[plt-dev] pushes & pulls & building

From: Eli Barzilay (eli at barzilay.org)
Date: Tue Apr 27 16:36:01 EDT 2010

On Apr 27, Ryan Culpepper wrote:
> Perhaps it's because we're still working out how to do things, but
> git practice seems to be at war with its data model.

[If the purpose here is to flame, then I'll ignore it.]


> Branches aren't for separate branches of development; we should use
> separate repositories instead.

Branches are for separate branches of development.  Using a separate
repository is encouraging that by allowing you to create any number of
them, even if the branch is meaningless to anyone else.


> Rebasing* seems to be about ignoring git's natural handling of
> merges

Rebasing is for cases where you want to "flatten" the commit history,
it is as "natural to git" as merging is, and a similar kind of work is
needed in both cases.  Since the plt history is, well, "not too
organized", the decision currently depends on what's more convenient.

The problem with rebasing is that you create a new line of commits
from the previous one, so if the the previous line is available
somewhere public (= on an existing clone), then those other clones
will have a different idea where the line for branch X is.  If you
have a private repository with one clone on your machine, this is not
a problem.  If you have a private repository with multiple clones,
then you probably will not want to do this for updates, but you can
later do so when you push the new work to the main repository.

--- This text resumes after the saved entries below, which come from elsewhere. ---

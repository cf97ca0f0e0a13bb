use super::IntegrationScheme;
use crate::math::Real;

#[cfg_attr(feature = "serde-serialize", derive(Serialize, Deserialize))]
#[derive(Copy, Clone, Debug, PartialEq)]
pub struct TracerParameters {
    pub integration_scheme: IntegrationScheme,
    /// Integration step of streamlines traced by a [`ParticleTracer`](super::ParticleTracer).
    pub streamline_dt: Real,
    /// A particle terminates after this many integration steps.
    pub max_steps: u32,
    /// A particle terminates once its integrated time would exceed this value.
    pub max_time: Real,
    /// Streamlines terminate where the velocity magnitude drops below this value.
    pub stagnation_speed: Real,
    /// Sample velocity magnitude, pressure and temperature along the retrieved trajectories.
    pub record_attributes: bool,
}

impl Default for TracerParameters {
    fn default() -> Self {
        TracerParameters {
            integration_scheme: IntegrationScheme::ExplicitEuler,
            streamline_dt: 0.1,
            max_steps: 10_000,
            max_time: Real::MAX,
            stagnation_speed: 1.0e-6,
            record_attributes: true,
        }
    }
}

> by making it emulate a really-hard-to-use variant of subversion.

A "variant of subversion" is kind of in the right direction, but re
"really hard to use" -- is adding `--rebase' so hard?


On Apr 27, Robby Findler wrote:
> For some context: I was hoping that gits fanciness would allow me to
> have some kind of intermediary between the public repository and my
> various machines. That is, I imagine something where I can let my
> laptop and my machine at home talk to my machine at work so that
> changes I make can be visible in all three places without having to
> make them public to the whole world.

As I said in the previous message:

  git push fast-machine:path/to/repo master

would push commits from your current repository and branch to the
master branch on a remote one.

-- 
          ((lambda (x) (x x)) (lambda (x) (x x)))          Eli Barzilay:
                    http://barzilay.org/                   Maze is Life!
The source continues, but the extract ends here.